# Training deep neural networks

* As problems are more challenging, deeper NNs are used, which are more complex
* Potential problems include: vanishing gradients, exploding gradients, insufficient data, slow training, lots of parameters risks overfitting

Main problems:

1. Vanishing/exploding gradients
2. Reusing pretrained layers
3. Faster optimisers
4. Avoiding overfitting using regularization

### 1. Vanishing/exploding gradients

* DNNs use backpropagation, but gradients can get very small on lower layers and so training never converges
* Other side is where gradients are very large and training diverges
* Previously DNNs used logistic sigmoid activation function and normalized initial weights, which together have more variance than the inputs
* When inputs to logistic function are very large negative or positive, this leads to zero gradient and so nothing to propagate 
* Early 2000s paper argued that the variance of the outputs of an activation layer had to be similar to variance of inputs, or chaining gives extremities
* ReLU behaves better in DNNs because it does not saturate for positive values
* ReLU can lead to nodes "dying" where the gradient is zero and so there are no subsequent updates, so "leaky" ReLU is used
* LeakyReLU = max(alpha * z, z), where 0 < alpha < 1, e.g. alpha = 0.01, and so there is small negative gradient
* Another improvement was from exponential linear unit (ELU) which is similar to LeakyRLU but is smooth
* 2017 paper suggested SELU (Scaled ELU), then the network will self-normalize under certain conditions


In [None]:
# Using the LeakyReLU activation function

# leaky_relu = keras.layers.LeakyReLU(alpha=0.2)
# layer = keras.layers.Dense(10, activation=leaky_relu, kernel_initializer="he_normal")

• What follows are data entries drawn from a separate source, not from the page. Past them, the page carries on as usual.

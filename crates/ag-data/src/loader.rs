use ag_sampler::{IndicesSampler, IndicesSamplerConfig, Traversal};
use ag_tensor::{mu_law, Batch, BatchItem, Shape, Tensor};

use crate::bank::SignalBank;
use crate::error::{DataError, Result};

/// Representation prompts are served in.
#[derive(Debug, Clone, Copy, PartialEq, Eq, Default)]
pub enum PromptFeature {
    /// Raw samples.
    #[default]
    Signal,
    /// Mu-law classes in `0..q_levels`.
    MuLaw { q_levels: usize },
}

/// Serves batches of prompts cut from a [`SignalBank`].
///
/// One prompt is produced per requested position; `None` positions are drawn
/// at random on every pass, explicit ones are always served as given.
/// Batches are `[BatchItem::Tensor([batch, prompt_length])]`.
#[derive(Debug)]
pub struct PromptLoader {
    bank: SignalBank,
    prompt_length: usize,
    batch_size: usize,
    feature: PromptFeature,
    sampler: IndicesSampler,
}

impl PromptLoader {
    pub fn new(
        bank: SignalBank,
        prompt_length: usize,
        positions: &[Option<usize>],
        batch_size: usize,
    ) -> Result<Self> {
        Self::build(bank, prompt_length, positions, batch_size, None)
    }

    /// Like [`PromptLoader::new`] with reproducible random positions.
    pub fn with_seed(
        bank: SignalBank,
        prompt_length: usize,
        positions: &[Option<usize>],
        batch_size: usize,
        seed: u64,
    ) -> Result<Self> {
        Self::build(bank, prompt_length, positions, batch_size, Some(seed))
    }

    fn build(
        bank: SignalBank,
        prompt_length: usize,
        positions: &[Option<usize>],
        batch_size: usize,
        seed: Option<u64>,
    ) -> Result<Self> {
        if prompt_length == 0 || prompt_length > bank.len() {
            return Err(DataError::PromptTooLong {
                prompt_length,
                len: bank.len(),
            });
        }
        let max_start = bank.len() - prompt_length;
        let explicit: Vec<usize> = positions.iter().flatten().copied().collect();
        if let Some(&bad) = explicit.iter().find(|&&p| p > max_start) {
            return Err(DataError::OutOfRange {
                start: bad,
                end: bad + prompt_length,
                len: bank.len(),
            });
        }

        let sampler = IndicesSampler::new(IndicesSamplerConfig {
            n: positions.len(),
            indices: explicit,
            min_i: 0,
            max_i: Some(max_start + 1),
            redraw: true,
            seed,
        })?;

        Ok(PromptLoader {
            bank,
            prompt_length,
            batch_size: batch_size.max(1),
            feature: PromptFeature::default(),
            sampler,
        })
    }

    pub fn with_feature(mut self, feature: PromptFeature) -> Self {
        self.feature = feature;
        self
    }

    pub fn bank(&self) -> &SignalBank {
        &self.bank
    }

    pub fn prompt_length(&self) -> usize {
        self.prompt_length
    }

    /// Number of batches in one pass.
    pub fn len(&self) -> usize {
        self.sampler.len().div_ceil(self.batch_size)
    }

    pub fn is_empty(&self) -> bool {
        self.len() == 0
    }

    /// One pass over the prompts. A completed pass redraws the random
    /// positions for the next one.
    pub fn batches(&mut self) -> Batches<'_> {
        Batches {
            positions: self.sampler.traverse(),
            bank: &self.bank,
            prompt_length: self.prompt_length,
            batch_size: self.batch_size,
            feature: self.feature,
        }
    }
}

/// Iterator over the batches of one [`PromptLoader`] pass.
#[derive(Debug)]
pub struct Batches<'a> {
    positions: Traversal<'a>,
    bank: &'a SignalBank,
    prompt_length: usize,
    batch_size: usize,
    feature: PromptFeature,
}

impl Batches<'_> {
    fn read_batch(&self, starts: &[usize]) -> Result<Batch> {
        let mut data = Vec::with_capacity(starts.len() * self.prompt_length);
        for &start in starts {
            data.extend(self.bank.read(start, self.prompt_length)?);
        }
        let signal = Tensor::from_vec(data, Shape::new(vec![starts.len(), self.prompt_length]))?;
        let prompt = match self.feature {
            PromptFeature::Signal => signal,
            PromptFeature::MuLaw { q_levels } => mu_law::encode(&signal, q_levels)?,
        };
        Ok(vec![BatchItem::Tensor(prompt)])
    }
}

impl Iterator for Batches<'_> {
    type Item = Result<Batch>;

    fn next(&mut self) -> Option<Self::Item> {
        let starts: Vec<usize> = self.positions.by_ref().take(self.batch_size).collect();
        if starts.is_empty() {
            return None;
        }
        Some(self.read_batch(&starts))
    }
}
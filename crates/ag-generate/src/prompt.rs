use ag_tensor::{BatchItem, Device, Tensor, TIME_AXIS};

use crate::error::{GenerateError, Result};

/// Brings a prompt into the loop's working representation.
///
/// Every array inside `item` is converted to a tensor, left-padded with unit
/// dimensions up to `min_rank`, moved to `device`, and extended with
/// `n_blanks` zero steps along the time axis. Tuples are processed
/// recursively; scalars and missing entries pass through untouched.
pub fn prepare_prompt(
    item: &BatchItem,
    device: Device,
    n_blanks: usize,
    min_rank: usize,
) -> Result<BatchItem> {
    Ok(match item {
        BatchItem::Tuple(items) => BatchItem::Tuple(
            items
                .iter()
                .map(|i| prepare_prompt(i, device, n_blanks, min_rank))
                .collect::<Result<_>>()?,
        ),
        BatchItem::Tensor(_) | BatchItem::Array(_) => {
            BatchItem::Tensor(prepare_tensor(item, device, n_blanks, min_rank)?)
        }
        BatchItem::Scalar(v) => BatchItem::Scalar(*v),
        BatchItem::Missing => BatchItem::Missing,
    })
}

/// [`prepare_prompt`] for a single slot, which must be array-like.
pub fn prepare_tensor(
    item: &BatchItem,
    device: Device,
    n_blanks: usize,
    min_rank: usize,
) -> Result<Tensor> {
    let mut prompt = match item {
        BatchItem::Tensor(t) => t.clone(),
        BatchItem::Array(a) => a.to_tensor()?,
        other => {
            return Err(GenerateError::PromptType(format!(
                "expected an array-like prompt, got {}",
                kind(other)
            )))
        }
    };
    while prompt.rank() < min_rank {
        prompt = prompt.unsqueeze(0)?;
    }
    let prompt = prompt.to_device(device);
    if n_blanks > 0 {
        Ok(prompt.pad_zeros(TIME_AXIS, n_blanks)?)
    } else {
        Ok(prompt)
    }
}

fn kind(item: &BatchItem) -> &'static str {
    match item {
        BatchItem::Tensor(_) => "tensor",
        BatchItem::Array(_) => "array",
        BatchItem::Tuple(_) => "tuple",
        BatchItem::Scalar(_) => "scalar",
        BatchItem::Missing => "missing entry",
    }
}

#[cfg(test)]
mod tests {
    use super::*;
    use ag_tensor::{HostArray, Shape};

    fn prompt(t: usize) -> BatchItem {
        BatchItem::Tensor(Tensor::full(Shape::new(vec![2, t, 3]), 1.0))
    }

    #[test]
    fn test_no_blanks_keeps_time_length() {
        let out = prepare_tensor(&prompt(5), Device::Cpu, 0, 3).unwrap();
        assert_eq!(out.shape().dims(), &[2, 5, 3]);
    }

    #[test]
    fn test_blanks_extend_time_length() {
        let out = prepare_tensor(&prompt(5), Device::Cpu, 4, 3).unwrap();
        assert_eq!(out.shape().dims(), &[2, 9, 3]);
        assert!(out.narrow(TIME_AXIS, 5, 4).unwrap().data_f32().iter().all(|&v| v == 0.0));
        assert!(out.narrow(TIME_AXIS, 0, 5).unwrap().data_f32().iter().all(|&v| v == 1.0));
    }

    #[test]
    fn test_rank_padding_and_device() {
        let item = BatchItem::Array(HostArray::I64 {
            data: vec![3, 4],
            shape: Shape::new(vec![2]),
        });
        let out = prepare_tensor(&item, Device::Cuda(0), 1, 2).unwrap();
        assert_eq!(out.shape().dims(), &[1, 3]);
        assert_eq!(out.data_f32(), &[3.0, 4.0, 0.0]);
        assert_eq!(out.device(), Device::Cuda(0));
    }

    #[test]
    fn test_nested_prompt() {
        let item = BatchItem::Tuple(vec![prompt(2), BatchItem::Scalar(0.1), BatchItem::Missing]);
        let BatchItem::Tuple(out) = prepare_prompt(&item, Device::Cpu, 2, 3).unwrap() else {
            panic!("expected tuple");
        };
        assert_eq!(out[0].as_tensor().unwrap().time_len().unwrap(), 4);
        assert_eq!(out[1], BatchItem::Scalar(0.1));
        assert_eq!(out[2], BatchItem::Missing);
    }

    #[test]
    fn test_non_array_slot_is_type_error() {
        let err = prepare_tensor(&BatchItem::Scalar(1.0), Device::Cpu, 0, 2).unwrap_err();
        assert!(matches!(err, GenerateError::PromptType(_)));
    }
}
use thiserror::Error;

#[derive(Error, Debug)]
pub enum ModelError {
    #[error("device unavailable: {0}")]
    DeviceUnavailable(String),
    #[error("missing parameter: {0}")]
    MissingParameter(String),
    #[error("type mismatch for parameter '{key}': expected {expected}, got {got}")]
    ParameterType {
        key: String,
        expected: String,
        got: String,
    },
    #[error("expected {expected} inputs, got {got}")]
    InputArity { expected: usize, got: usize },
    #[error("invalid input: {0}")]
    InvalidInput(String),
    #[error("tensor error: {0}")]
    TensorError(#[from] ag_tensor::TensorError),
    #[error("{0}")]
    Other(String),
}

pub type Result<T> = std::result::Result<T, ModelError>;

* Batch normalization (BN) - another approach to deal with vanishing/exploding gradients
* Add an operation before the activation function, zero-centring and normalizing each input, then shifting the result using that shift and scale

### 2. Reusing pretrained layers

* Generally not a good idea to train a very large DNN from scratch
* Reusing the lower layers from a pretrained network: "transfer learning"
* You'll need to preprocess the input from the new context so it's similar to the pretraining context
* To reuse pretrained layers, they are "frozen" so the weights are non-trainable

In [None]:
# model_A = keras.models.load_model("my_model_A.h5")
# model_B_on_A = keras.models.Sequential(model_A.layers[:-1])
# model_B_on_A.add(keras.layers.Dense(1, activation="sigmoid"))

# model_A_clone = keras.models.clone_model(model_A)

## ** Note that definining new instance of models, and clone_model BOTH have shared weights between A and B

# model_A_clone.set_weights(model_A.get_weights())

In [None]:
# Freezing layers - use 'trainable' attribute

# for layer in model_B_on_A.layers[:-1]:
#   layer.trainable = False

### 3. Faster optimisers

* Potential for big speed gains through different gradient descent optimizer
* Momentum optimization includes the vectors from the previous iterations, plus the change at that iteration
* A hyperparameter is introduced for friction, otherwise it might overshoot the optimal point and oscillate around it
* Nesterov accelerated gradient is similar but uses the new momentum vector as input 
* AdaGrad scales the vector along the steepest dimensions
* RMSProp gets the gradients from the most recent iterations, using exponential decay
* Adam (adaptive moment estimation) combines momentum and expontential decay
* Learning rate scheduling: possible to estimate best learning rate, then set that, and also have the rate change during training

In [None]:
# Setting up momentum in keras

# optimiser = keras.optimizers.SGD(lr=0.001, momentum=0.9)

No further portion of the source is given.